Task item:
Your output must match the records exactly, line for line.

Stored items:
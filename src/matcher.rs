// 🔍 Match Engine - pair statement lines with internal ledger entries
// Amount must match exactly; dates more than a week apart never match.
// Local equivalent of the server-side auto_match_smart routine.

use anyhow::Result;
use serde::{Deserialize, Serialize};
use std::cmp::Ordering;
use std::collections::HashSet;

use crate::db::{LedgerEntry, ReconciliationStatus, StatementLine, StatementStore};

/// Amount comparisons on parsed floats
const AMOUNT_EPSILON: f64 = 0.001;

// ============================================================================
// MATCH CANDIDATE
// ============================================================================

/// A proposed pairing between a statement line and a ledger entry,
/// with the signals that produced its confidence score. Transient -
/// never persisted.
#[derive(Debug, Clone, Serialize, Deserialize)]
pub struct MatchCandidate {
    pub line_id: String,
    pub entry_id: String,
    pub confidence: f64,
    pub amount_delta: f64,
    pub date_delta_days: i64,
    pub text_similarity: f64,
}

/// Aggregate outcome of one auto-match pass.
#[derive(Debug, Clone, Copy, Default, PartialEq, Eq, Serialize, Deserialize)]
pub struct MatchOutcome {
    /// Lines auto-matched at high confidence
    pub matched_count: usize,
    /// Lines given a tentative match awaiting review
    pub suggested_count: usize,
    /// Lines already matched or recorded, left untouched
    pub skipped_count: usize,
}

// ============================================================================
// DESCRIPTION SIMILARITY
// ============================================================================

/// Normalized text similarity in [0, 1]:
/// 1.0 when equal after lowercasing/trimming, 0.8 when one side contains
/// the other, otherwise the fraction of shared words over the larger
/// word count.
pub fn text_similarity(a: &str, b: &str) -> f64 {
    let a = a.trim().to_lowercase();
    let b = b.trim().to_lowercase();

    if a == b {
        return 1.0;
    }
    if a.is_empty() || b.is_empty() {
        return 0.0;
    }
    if a.contains(&b) || b.contains(&a) {
        return 0.8;
    }

    let words_a: HashSet<&str> = a.split_whitespace().collect();
    let words_b: HashSet<&str> = b.split_whitespace().collect();
    let larger = words_a.len().max(words_b.len());
    if larger == 0 {
        return 0.0;
    }

    let common = words_a.intersection(&words_b).count();
    common as f64 / larger as f64
}

// ============================================================================
// MATCH ENGINE
// ============================================================================

pub struct MatchEngine {
    /// Hard date window in days; beyond it a pair can never match
    pub date_tolerance_days: i64,

    /// Confidence at or above which a line is auto-matched
    pub match_threshold: f64,

    /// Confidence at or above which a match is suggested for review
    pub review_threshold: f64,
}

impl MatchEngine {
    pub fn new() -> Self {
        MatchEngine {
            date_tolerance_days: 7,
            match_threshold: 0.85,
            review_threshold: 0.70,
        }
    }

    pub fn with_thresholds(match_threshold: f64, review_threshold: f64) -> Self {
        MatchEngine {
            date_tolerance_days: 7,
            match_threshold,
            review_threshold,
        }
    }

    /// Score one line/entry pair. Returns None when the pair is ineligible:
    /// amount differs, the line has no amount, or the dates are more than
    /// `date_tolerance_days` apart.
    pub fn score(&self, line: &StatementLine, entry: &LedgerEntry) -> Option<MatchCandidate> {
        let line_amount = line.amount();
        if line_amount == 0.0 {
            return None;
        }

        let amount_delta = (line_amount - entry.amount).abs();
        if amount_delta > AMOUNT_EPSILON {
            return None;
        }

        let date_delta_days = (line.transaction_date - entry.entry_date).num_days().abs();
        if date_delta_days > self.date_tolerance_days {
            return None;
        }

        let text = text_similarity(&line.description, &entry.description);
        let date_score = 1.0 - date_delta_days as f64 / (self.date_tolerance_days as f64 + 1.0);

        // Weighted combination: amount 40%, date 30%, description 30%.
        // Amount contributes its full weight because candidates are already
        // filtered on exact equality.
        let confidence = 0.4 + 0.3 * date_score + 0.3 * text;

        Some(MatchCandidate {
            line_id: line.id.clone(),
            entry_id: entry.id.clone(),
            confidence,
            amount_delta,
            date_delta_days,
            text_similarity: text,
        })
    }

    /// Band a confidence score into a statement-line status.
    pub fn classify(&self, confidence: f64) -> ReconciliationStatus {
        if confidence >= self.match_threshold {
            ReconciliationStatus::Matched
        } else if confidence >= self.review_threshold {
            ReconciliationStatus::NeedsReview
        } else {
            ReconciliationStatus::Unmatched
        }
    }

    /// Run one matching pass over an account.
    ///
    /// Lines already `matched`/`recorded` are skipped; lines already
    /// `needs_review` keep their tentative match untouched. Remaining
    /// unmatched lines are scored against every unclaimed ledger entry and
    /// claims are made greedily in score order, so an entry is never
    /// assigned to two lines. Re-running the pass is idempotent.
    pub fn auto_match(
        &self,
        store: &dyn StatementStore,
        bank_account_id: &str,
    ) -> Result<MatchOutcome> {
        let lines = store.lines_for_account(bank_account_id, None)?;
        let entries = store.unreconciled_entries(bank_account_id)?;

        let mut outcome = MatchOutcome::default();
        let mut open_lines = Vec::new();

        for line in &lines {
            match line.status {
                ReconciliationStatus::Matched | ReconciliationStatus::Recorded => {
                    outcome.skipped_count += 1;
                }
                ReconciliationStatus::NeedsReview => {
                    // Keeps its suggestion until confirmed or rejected
                }
                ReconciliationStatus::Unmatched => open_lines.push(line),
            }
        }

        let mut candidates = Vec::new();
        for line in &open_lines {
            for entry in &entries {
                if let Some(candidate) = self.score(line, entry) {
                    if candidate.confidence >= self.review_threshold {
                        candidates.push(candidate);
                    }
                }
            }
        }

        // Best scores claim first; each line and entry at most once
        candidates.sort_by(|a, b| {
            b.confidence
                .partial_cmp(&a.confidence)
                .unwrap_or(Ordering::Equal)
        });

        let mut claimed_lines: HashSet<&str> = HashSet::new();
        let mut claimed_entries: HashSet<&str> = HashSet::new();

        for candidate in &candidates {
            if claimed_lines.contains(candidate.line_id.as_str())
                || claimed_entries.contains(candidate.entry_id.as_str())
            {
                continue;
            }

            let status = self.classify(candidate.confidence);
            store.update_line_status(&candidate.line_id, status, Some(&candidate.entry_id))?;

            claimed_lines.insert(&candidate.line_id);
            claimed_entries.insert(&candidate.entry_id);

            match status {
                ReconciliationStatus::Matched => outcome.matched_count += 1,
                ReconciliationStatus::NeedsReview => outcome.suggested_count += 1,
                _ => {}
            }
        }

        Ok(outcome)
    }
}

impl Default for MatchEngine {
    fn default() -> Self {
        Self::new()
    }
}

// ============================================================================
// TESTS
// ============================================================================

Result for this task:
filename src/matcher.rs
// 🔍 Match Engine - pair statement lines with internal ledger entries
// Amount must match exactly; dates more than a week apart never match.
// Local equivalent of the server-side auto_match_smart routine.

use anyhow::Result;
use serde::{Deserialize, Serialize};
use std::cmp::Ordering;
use std::collections::HashSet;

use crate::db::{LedgerEntry, ReconciliationStatus, StatementLine, StatementStore};

/// Amount comparisons on parsed floats
const AMOUNT_EPSILON: f64 = 0.001;

// ============================================================================
// MATCH CANDIDATE
// ============================================================================

/// A proposed pairing between a statement line and a ledger entry,
/// with the signals that produced its confidence score. Transient -
/// never persisted.
#[derive(Debug, Clone, Serialize, Deserialize)]
pub struct MatchCandidate {
    pub line_id: String,
    pub entry_id: String,
    pub confidence: f64,
    pub amount_delta: f64,
    pub date_delta_days: i64,
    pub text_similarity: f64,
}

/// Aggregate outcome of one auto-match pass.
#[derive(Debug, Clone, Copy, Default, PartialEq, Eq, Serialize, Deserialize)]
pub struct MatchOutcome {
    /// Lines auto-matched at high confidence
    pub matched_count: usize,
    /// Lines given a tentative match awaiting review
    pub suggested_count: usize,
    /// Lines already matched or recorded, left untouched
    pub skipped_count: usize,
}

// ============================================================================
// DESCRIPTION SIMILARITY
// ============================================================================

/// Normalized text similarity in [0, 1]:
/// 1.0 when equal after lowercasing/trimming, 0.8 when one side contains
/// the other, otherwise the fraction of shared words over the larger
/// word count.
pub fn text_similarity(a: &str, b: &str) -> f64 {
    let a = a.trim().to_lowercase();
    let b = b.trim().to_lowercase();

    if a == b {
        return 1.0;
    }
    if a.is_empty() || b.is_empty() {
        return 0.0;
    }
    if a.contains(&b) || b.contains(&a) {
        return 0.8;
    }

    let words_a: HashSet<&str> = a.split_whitespace().collect();
    let words_b: HashSet<&str> = b.split_whitespace().collect();
    let larger = words_a.len().max(words_b.len());
    if larger == 0 {
        return 0.0;
    }

    let common = words_a.intersection(&words_b).count();
    common as f64 / larger as f64
}

// ============================================================================
// MATCH ENGINE
// ============================================================================

pub struct MatchEngine {
    /// Hard date window in days; beyond it a pair can never match
    pub date_tolerance_days: i64,

    /// Confidence at or above which a line is auto-matched
    pub match_threshold: f64,

    /// Confidence at or above which a match is suggested for review
    pub review_threshold: f64,
}

impl MatchEngine {
    pub fn new() -> Self {
        MatchEngine {
            date_tolerance_days: 7,
            match_threshold: 0.85,
            review_threshold: 0.70,
        }
    }

    pub fn with_thresholds(match_threshold: f64, review_threshold: f64) -> Self {
        MatchEngine {
            date_tolerance_days: 7,
            match_threshold,
            review_threshold,
        }
    }

    /// Score one line/entry pair. Returns None when the pair is ineligible:
    /// amount differs, the line has no amount, or the dates are more than
    /// `date_tolerance_days` apart.
    pub fn score(&self, line: &StatementLine, entry: &LedgerEntry) -> Option<MatchCandidate> {
        let line_amount = line.amount();
        if line_amount == 0.0 {
            return None;
        }

        let amount_delta = (line_amount - entry.amount).abs();
        if amount_delta > AMOUNT_EPSILON {
            return None;
        }

        let date_delta_days = (line.transaction_date - entry.entry_date).num_days().abs();
        if date_delta_days > self.date_tolerance_days {
            return None;
        }

        let text = text_similarity(&line.description, &entry.description);
        let date_score = 1.0 - date_delta_days as f64 / (self.date_tolerance_days as f64 + 1.0);

        // Weighted combination: amount 40%, date 30%, description 30%.
        // Amount contributes its full weight because candidates are already
        // filtered on exact equality.
        let confidence = 0.4 + 0.3 * date_score + 0.3 * text;

        Some(MatchCandidate {
            line_id: line.id.clone(),
            entry_id: entry.id.clone(),
            confidence,
            amount_delta,
            date_delta_days,
            text_similarity: text,
        })
    }

    /// Band a confidence score into a statement-line status.
    pub fn classify(&self, confidence: f64) -> ReconciliationStatus {
        if confidence >= self.match_threshold {
            ReconciliationStatus::Matched
        } else if confidence >= self.review_threshold {
            ReconciliationStatus::NeedsReview
        } else {
            ReconciliationStatus::Unmatched
        }
    }

    /// Run one matching pass over an account.
    ///
    /// Lines already `matched`/`recorded` are skipped; lines already
    /// `needs_review` keep their tentative match untouched. Remaining
    /// unmatched lines are scored against every unclaimed ledger entry and
    /// claims are made greedily in score order, so an entry is never
    /// assigned to two lines. Re-running the pass is idempotent.
    pub fn auto_match(
        &self,
        store: &dyn StatementStore,
        bank_account_id: &str,
    ) -> Result<MatchOutcome> {
        let lines = store.lines_for_account(bank_account_id, None)?;
        let entries = store.unreconciled_entries(bank_account_id)?;

        let mut outcome = MatchOutcome::default();
        let mut open_lines = Vec::new();

        for line in &lines {
            match line.status {
                ReconciliationStatus::Matched | ReconciliationStatus::Recorded => {
                    outcome.skipped_count += 1;
                }
                ReconciliationStatus::NeedsReview => {
                    // Keeps its suggestion until confirmed or rejected
                }
                ReconciliationStatus::Unmatched => open_lines.push(line),
            }
        }

        let mut candidates = Vec::new();
        for line in &open_lines {
            for entry in &entries {
                if let Some(candidate) = self.score(line, entry) {
                    if candidate.confidence >= self.review_threshold {
                        candidates.push(candidate);
                    }
                }
            }
        }

        // Best scores claim first; each line and entry at most once
        candidates.sort_by(|a, b| {
            b.confidence
                .partial_cmp(&a.confidence)
                .unwrap_or(Ordering::Equal)
        });

        let mut claimed_lines: HashSet<&str> = HashSet::new();
        let mut claimed_entries: HashSet<&str> = HashSet::new();

        for candidate in &candidates {
            if claimed_lines.contains(candidate.line_id.as_str())
                || claimed_entries.contains(candidate.entry_id.as_str())
            {
                continue;
            }

            let status = self.classify(candidate.confidence);
            store.update_line_status(&candidate.line_id, status, Some(&candidate.entry_id))?;

            claimed_lines.insert(&candidate.line_id);
            claimed_entries.insert(&candidate.entry_id);

            match status {
                ReconciliationStatus::Matched => outcome.matched_count += 1,
                ReconciliationStatus::NeedsReview => outcome.suggested_count += 1,
                _ => {}
            }
        }

        Ok(outcome)
    }
}

impl Default for MatchEngine {
    fn default() -> Self {
        Self::new()
    }
}

// ============================================================================
// TESTS
// ============================================================================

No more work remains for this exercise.